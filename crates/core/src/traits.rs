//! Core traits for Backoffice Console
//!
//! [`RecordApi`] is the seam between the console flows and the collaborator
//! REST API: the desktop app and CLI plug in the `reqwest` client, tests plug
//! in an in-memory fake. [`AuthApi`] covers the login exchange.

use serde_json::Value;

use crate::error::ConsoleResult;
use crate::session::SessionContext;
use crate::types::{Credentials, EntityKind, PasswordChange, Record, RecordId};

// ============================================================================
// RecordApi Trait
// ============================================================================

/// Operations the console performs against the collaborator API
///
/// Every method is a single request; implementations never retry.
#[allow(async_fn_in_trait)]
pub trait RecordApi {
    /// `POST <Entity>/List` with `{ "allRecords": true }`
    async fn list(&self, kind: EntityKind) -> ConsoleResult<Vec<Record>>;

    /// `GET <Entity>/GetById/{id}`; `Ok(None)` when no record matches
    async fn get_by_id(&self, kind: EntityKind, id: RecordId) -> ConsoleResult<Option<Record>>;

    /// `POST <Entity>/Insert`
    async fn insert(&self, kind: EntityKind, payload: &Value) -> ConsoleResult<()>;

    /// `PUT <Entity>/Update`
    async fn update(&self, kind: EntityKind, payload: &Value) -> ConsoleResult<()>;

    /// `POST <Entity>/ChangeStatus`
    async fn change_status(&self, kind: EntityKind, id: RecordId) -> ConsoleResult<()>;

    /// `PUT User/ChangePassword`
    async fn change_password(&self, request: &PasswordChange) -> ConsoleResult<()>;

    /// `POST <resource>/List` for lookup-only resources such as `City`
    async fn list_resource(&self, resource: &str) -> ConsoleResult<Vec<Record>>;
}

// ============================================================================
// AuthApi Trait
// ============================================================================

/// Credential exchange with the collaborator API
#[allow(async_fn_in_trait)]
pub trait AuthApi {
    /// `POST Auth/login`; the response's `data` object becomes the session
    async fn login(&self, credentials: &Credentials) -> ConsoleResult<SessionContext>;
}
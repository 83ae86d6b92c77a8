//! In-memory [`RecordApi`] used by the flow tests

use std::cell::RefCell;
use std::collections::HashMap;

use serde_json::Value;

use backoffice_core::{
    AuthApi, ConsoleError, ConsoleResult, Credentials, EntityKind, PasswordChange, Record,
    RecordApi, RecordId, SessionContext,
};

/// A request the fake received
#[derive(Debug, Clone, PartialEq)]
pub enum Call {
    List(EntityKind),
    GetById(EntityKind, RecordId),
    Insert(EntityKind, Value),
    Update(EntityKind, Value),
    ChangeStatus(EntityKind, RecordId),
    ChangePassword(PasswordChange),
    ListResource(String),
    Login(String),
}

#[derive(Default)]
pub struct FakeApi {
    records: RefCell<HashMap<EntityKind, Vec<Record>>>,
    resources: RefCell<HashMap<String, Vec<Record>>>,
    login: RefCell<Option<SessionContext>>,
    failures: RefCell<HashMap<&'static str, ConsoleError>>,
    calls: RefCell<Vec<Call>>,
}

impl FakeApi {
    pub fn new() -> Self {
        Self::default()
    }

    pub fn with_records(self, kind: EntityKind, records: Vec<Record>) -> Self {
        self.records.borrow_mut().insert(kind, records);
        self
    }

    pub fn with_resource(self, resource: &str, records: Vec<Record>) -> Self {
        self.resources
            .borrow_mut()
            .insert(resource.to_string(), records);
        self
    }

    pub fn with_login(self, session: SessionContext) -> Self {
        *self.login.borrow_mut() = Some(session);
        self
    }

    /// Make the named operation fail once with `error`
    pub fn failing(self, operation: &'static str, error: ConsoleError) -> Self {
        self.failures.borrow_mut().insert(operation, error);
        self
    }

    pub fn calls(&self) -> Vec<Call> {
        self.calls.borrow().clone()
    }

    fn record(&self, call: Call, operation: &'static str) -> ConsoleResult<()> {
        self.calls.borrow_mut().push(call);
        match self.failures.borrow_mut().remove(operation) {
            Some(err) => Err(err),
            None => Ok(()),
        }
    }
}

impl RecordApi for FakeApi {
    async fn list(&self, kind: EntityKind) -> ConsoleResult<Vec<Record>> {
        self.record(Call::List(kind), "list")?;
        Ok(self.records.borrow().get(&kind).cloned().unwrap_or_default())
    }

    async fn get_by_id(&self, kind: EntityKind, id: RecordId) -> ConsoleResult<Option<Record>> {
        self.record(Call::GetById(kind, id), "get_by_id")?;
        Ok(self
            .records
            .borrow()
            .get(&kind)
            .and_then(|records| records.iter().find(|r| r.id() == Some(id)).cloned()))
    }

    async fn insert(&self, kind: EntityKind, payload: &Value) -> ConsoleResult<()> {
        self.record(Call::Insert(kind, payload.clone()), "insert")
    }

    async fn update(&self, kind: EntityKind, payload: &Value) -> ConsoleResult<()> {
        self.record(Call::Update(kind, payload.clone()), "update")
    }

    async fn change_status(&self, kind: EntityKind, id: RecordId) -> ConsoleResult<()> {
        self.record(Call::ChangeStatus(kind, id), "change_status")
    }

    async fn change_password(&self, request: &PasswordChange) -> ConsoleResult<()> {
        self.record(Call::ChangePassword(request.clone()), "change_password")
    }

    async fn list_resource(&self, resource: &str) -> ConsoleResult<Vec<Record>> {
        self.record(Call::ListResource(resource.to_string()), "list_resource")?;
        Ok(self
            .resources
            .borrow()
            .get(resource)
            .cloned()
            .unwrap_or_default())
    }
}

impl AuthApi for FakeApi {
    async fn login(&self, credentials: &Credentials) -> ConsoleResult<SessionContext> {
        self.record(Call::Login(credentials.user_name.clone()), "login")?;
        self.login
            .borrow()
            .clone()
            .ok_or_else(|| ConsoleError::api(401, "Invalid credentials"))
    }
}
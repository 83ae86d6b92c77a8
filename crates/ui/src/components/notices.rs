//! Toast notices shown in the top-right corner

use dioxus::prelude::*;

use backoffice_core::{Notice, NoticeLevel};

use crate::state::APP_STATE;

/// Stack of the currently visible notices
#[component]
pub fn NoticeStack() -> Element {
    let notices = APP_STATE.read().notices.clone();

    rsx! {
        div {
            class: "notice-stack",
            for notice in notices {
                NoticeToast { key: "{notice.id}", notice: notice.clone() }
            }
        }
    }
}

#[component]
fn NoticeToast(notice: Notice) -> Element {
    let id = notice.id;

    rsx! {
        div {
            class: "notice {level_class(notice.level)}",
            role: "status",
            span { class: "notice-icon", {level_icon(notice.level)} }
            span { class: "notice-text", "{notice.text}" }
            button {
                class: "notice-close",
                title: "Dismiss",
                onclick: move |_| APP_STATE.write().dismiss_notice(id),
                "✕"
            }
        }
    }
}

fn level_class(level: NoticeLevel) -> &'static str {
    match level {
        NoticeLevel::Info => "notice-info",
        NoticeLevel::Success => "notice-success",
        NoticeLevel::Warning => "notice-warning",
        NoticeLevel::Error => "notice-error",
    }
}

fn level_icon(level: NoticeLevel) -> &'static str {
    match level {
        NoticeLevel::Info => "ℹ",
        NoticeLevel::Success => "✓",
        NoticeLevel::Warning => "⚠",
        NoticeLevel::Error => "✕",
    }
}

----------

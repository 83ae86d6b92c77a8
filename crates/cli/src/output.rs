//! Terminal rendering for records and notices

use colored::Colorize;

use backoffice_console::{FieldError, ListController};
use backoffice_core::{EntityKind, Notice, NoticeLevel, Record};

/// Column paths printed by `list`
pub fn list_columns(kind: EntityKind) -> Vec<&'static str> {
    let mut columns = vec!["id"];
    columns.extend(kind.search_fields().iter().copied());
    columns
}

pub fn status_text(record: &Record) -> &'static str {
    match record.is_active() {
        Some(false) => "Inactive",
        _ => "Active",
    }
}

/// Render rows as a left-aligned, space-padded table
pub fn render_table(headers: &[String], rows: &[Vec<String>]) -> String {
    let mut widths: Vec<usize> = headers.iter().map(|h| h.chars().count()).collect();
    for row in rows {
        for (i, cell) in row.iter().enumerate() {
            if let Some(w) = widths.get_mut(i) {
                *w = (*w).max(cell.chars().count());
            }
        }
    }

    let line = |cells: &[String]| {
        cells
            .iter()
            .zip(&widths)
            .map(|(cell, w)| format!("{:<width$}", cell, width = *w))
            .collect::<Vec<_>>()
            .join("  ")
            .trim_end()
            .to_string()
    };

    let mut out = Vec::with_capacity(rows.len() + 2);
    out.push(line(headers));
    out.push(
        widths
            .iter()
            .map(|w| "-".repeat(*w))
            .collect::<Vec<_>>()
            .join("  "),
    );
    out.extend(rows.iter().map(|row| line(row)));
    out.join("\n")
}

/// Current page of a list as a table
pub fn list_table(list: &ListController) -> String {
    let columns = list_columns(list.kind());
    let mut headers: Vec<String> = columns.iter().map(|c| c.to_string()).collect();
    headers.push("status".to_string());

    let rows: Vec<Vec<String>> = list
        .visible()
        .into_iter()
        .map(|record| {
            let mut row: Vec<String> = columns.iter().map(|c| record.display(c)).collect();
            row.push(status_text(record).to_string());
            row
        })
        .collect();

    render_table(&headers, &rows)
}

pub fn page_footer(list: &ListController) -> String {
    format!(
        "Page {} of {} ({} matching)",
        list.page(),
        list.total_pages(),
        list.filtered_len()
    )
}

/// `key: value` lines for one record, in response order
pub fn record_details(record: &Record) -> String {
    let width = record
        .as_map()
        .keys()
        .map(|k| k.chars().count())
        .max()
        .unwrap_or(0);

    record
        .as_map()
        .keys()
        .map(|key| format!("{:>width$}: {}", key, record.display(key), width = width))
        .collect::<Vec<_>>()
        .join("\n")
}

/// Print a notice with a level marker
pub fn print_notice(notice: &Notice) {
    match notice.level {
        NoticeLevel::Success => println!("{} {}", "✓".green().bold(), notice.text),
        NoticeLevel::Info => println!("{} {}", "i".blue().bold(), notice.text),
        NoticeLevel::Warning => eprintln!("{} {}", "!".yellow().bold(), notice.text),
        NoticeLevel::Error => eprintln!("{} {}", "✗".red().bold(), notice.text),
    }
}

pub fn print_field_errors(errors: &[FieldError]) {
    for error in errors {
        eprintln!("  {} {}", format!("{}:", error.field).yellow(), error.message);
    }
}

----------

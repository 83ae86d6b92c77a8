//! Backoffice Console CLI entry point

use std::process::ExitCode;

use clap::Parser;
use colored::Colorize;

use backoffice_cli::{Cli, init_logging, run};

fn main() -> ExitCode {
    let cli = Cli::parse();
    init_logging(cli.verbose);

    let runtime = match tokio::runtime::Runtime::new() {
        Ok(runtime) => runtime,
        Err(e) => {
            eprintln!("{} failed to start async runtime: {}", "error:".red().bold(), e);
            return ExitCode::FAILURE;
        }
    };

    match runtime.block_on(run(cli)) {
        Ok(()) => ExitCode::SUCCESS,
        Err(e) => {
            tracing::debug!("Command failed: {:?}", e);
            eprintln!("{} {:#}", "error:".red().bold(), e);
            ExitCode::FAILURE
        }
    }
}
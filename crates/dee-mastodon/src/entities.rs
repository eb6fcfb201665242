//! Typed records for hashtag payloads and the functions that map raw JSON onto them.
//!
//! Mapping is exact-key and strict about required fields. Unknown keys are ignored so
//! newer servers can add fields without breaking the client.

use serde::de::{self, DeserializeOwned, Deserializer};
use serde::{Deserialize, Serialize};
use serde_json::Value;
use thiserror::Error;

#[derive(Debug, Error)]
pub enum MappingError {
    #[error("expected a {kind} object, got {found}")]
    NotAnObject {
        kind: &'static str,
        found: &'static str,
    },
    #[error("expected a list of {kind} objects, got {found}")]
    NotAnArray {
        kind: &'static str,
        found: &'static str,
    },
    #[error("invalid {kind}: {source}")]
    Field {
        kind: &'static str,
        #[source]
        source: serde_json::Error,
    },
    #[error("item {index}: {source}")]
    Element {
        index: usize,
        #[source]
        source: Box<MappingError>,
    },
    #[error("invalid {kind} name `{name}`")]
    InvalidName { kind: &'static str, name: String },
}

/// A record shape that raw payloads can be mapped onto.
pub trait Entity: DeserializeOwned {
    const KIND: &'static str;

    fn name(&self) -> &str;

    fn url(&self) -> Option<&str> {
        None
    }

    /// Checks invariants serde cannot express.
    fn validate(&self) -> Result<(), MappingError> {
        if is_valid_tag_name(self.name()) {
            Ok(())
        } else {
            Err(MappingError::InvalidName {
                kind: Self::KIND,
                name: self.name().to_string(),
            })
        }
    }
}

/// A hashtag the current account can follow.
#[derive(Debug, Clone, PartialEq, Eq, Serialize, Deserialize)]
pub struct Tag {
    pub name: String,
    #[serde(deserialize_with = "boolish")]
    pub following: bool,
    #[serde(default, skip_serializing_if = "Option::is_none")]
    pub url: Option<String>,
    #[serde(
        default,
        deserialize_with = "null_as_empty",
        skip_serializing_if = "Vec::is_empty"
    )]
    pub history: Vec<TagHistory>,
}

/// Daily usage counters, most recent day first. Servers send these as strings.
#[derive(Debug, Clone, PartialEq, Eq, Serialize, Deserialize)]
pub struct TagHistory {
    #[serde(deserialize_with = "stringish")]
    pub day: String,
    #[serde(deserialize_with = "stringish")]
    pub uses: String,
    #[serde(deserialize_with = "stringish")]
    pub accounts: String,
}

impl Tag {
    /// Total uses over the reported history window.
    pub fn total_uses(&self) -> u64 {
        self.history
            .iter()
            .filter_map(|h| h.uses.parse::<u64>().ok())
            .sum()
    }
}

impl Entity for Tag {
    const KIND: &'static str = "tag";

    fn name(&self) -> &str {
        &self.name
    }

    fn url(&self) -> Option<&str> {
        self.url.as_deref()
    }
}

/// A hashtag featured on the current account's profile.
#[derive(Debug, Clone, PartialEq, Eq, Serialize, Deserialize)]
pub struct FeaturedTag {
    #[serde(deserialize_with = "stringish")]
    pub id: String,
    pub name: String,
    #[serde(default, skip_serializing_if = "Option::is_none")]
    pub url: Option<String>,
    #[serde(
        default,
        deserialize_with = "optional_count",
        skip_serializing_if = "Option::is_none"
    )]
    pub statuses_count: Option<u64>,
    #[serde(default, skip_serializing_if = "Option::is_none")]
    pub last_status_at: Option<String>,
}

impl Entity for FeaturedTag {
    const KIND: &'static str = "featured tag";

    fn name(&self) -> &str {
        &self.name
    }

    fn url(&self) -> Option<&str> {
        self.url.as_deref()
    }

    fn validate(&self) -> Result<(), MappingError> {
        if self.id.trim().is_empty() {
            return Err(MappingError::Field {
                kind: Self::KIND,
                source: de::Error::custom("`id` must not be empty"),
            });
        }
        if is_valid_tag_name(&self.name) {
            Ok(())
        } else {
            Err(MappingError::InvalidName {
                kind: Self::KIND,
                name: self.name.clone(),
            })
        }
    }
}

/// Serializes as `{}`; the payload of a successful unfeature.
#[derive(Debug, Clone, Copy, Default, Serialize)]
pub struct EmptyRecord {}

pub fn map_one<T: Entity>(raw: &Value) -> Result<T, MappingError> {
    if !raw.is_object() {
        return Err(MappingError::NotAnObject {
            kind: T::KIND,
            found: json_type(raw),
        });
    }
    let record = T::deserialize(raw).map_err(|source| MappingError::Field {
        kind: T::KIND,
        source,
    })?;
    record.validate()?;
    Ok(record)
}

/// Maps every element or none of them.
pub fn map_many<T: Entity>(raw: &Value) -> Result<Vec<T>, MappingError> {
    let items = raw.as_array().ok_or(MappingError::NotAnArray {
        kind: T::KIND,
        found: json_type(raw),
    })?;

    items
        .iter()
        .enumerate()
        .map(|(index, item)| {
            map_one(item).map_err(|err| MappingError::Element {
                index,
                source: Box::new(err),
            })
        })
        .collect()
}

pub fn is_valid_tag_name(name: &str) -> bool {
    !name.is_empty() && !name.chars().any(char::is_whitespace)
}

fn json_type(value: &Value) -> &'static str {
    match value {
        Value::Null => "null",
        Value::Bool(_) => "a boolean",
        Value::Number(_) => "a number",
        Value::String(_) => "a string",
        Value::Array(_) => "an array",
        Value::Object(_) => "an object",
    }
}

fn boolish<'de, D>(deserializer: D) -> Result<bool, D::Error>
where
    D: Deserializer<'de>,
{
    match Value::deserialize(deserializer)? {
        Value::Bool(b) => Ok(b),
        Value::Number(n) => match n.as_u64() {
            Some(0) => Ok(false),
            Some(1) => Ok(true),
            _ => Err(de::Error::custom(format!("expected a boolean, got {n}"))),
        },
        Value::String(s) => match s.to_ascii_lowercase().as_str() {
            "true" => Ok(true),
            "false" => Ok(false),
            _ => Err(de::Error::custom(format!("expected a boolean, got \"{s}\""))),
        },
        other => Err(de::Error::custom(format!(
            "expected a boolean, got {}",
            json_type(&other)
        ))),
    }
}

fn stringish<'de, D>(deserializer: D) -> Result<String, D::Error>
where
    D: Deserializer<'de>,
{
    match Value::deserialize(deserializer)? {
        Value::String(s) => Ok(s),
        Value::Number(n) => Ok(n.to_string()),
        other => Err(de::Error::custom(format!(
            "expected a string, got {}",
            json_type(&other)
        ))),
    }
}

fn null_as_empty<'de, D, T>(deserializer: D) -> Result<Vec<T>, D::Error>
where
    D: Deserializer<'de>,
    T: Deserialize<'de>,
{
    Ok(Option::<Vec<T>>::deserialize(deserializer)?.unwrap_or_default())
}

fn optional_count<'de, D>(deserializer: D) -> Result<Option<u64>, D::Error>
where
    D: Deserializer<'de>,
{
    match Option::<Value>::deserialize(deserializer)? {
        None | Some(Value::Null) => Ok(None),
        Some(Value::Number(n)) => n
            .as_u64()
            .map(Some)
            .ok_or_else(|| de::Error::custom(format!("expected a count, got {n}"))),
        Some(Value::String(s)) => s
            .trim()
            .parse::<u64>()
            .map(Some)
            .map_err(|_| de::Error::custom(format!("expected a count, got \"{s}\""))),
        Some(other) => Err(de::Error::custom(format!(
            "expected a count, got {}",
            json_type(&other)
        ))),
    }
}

----------

All lines of the listing that contain the word "collaborator" should be copied out.

//! [`RecordApi`] is the seam between the console flows and the collaborator
/// Operations the console performs against the collaborator API
/// Credential exchange with the collaborator API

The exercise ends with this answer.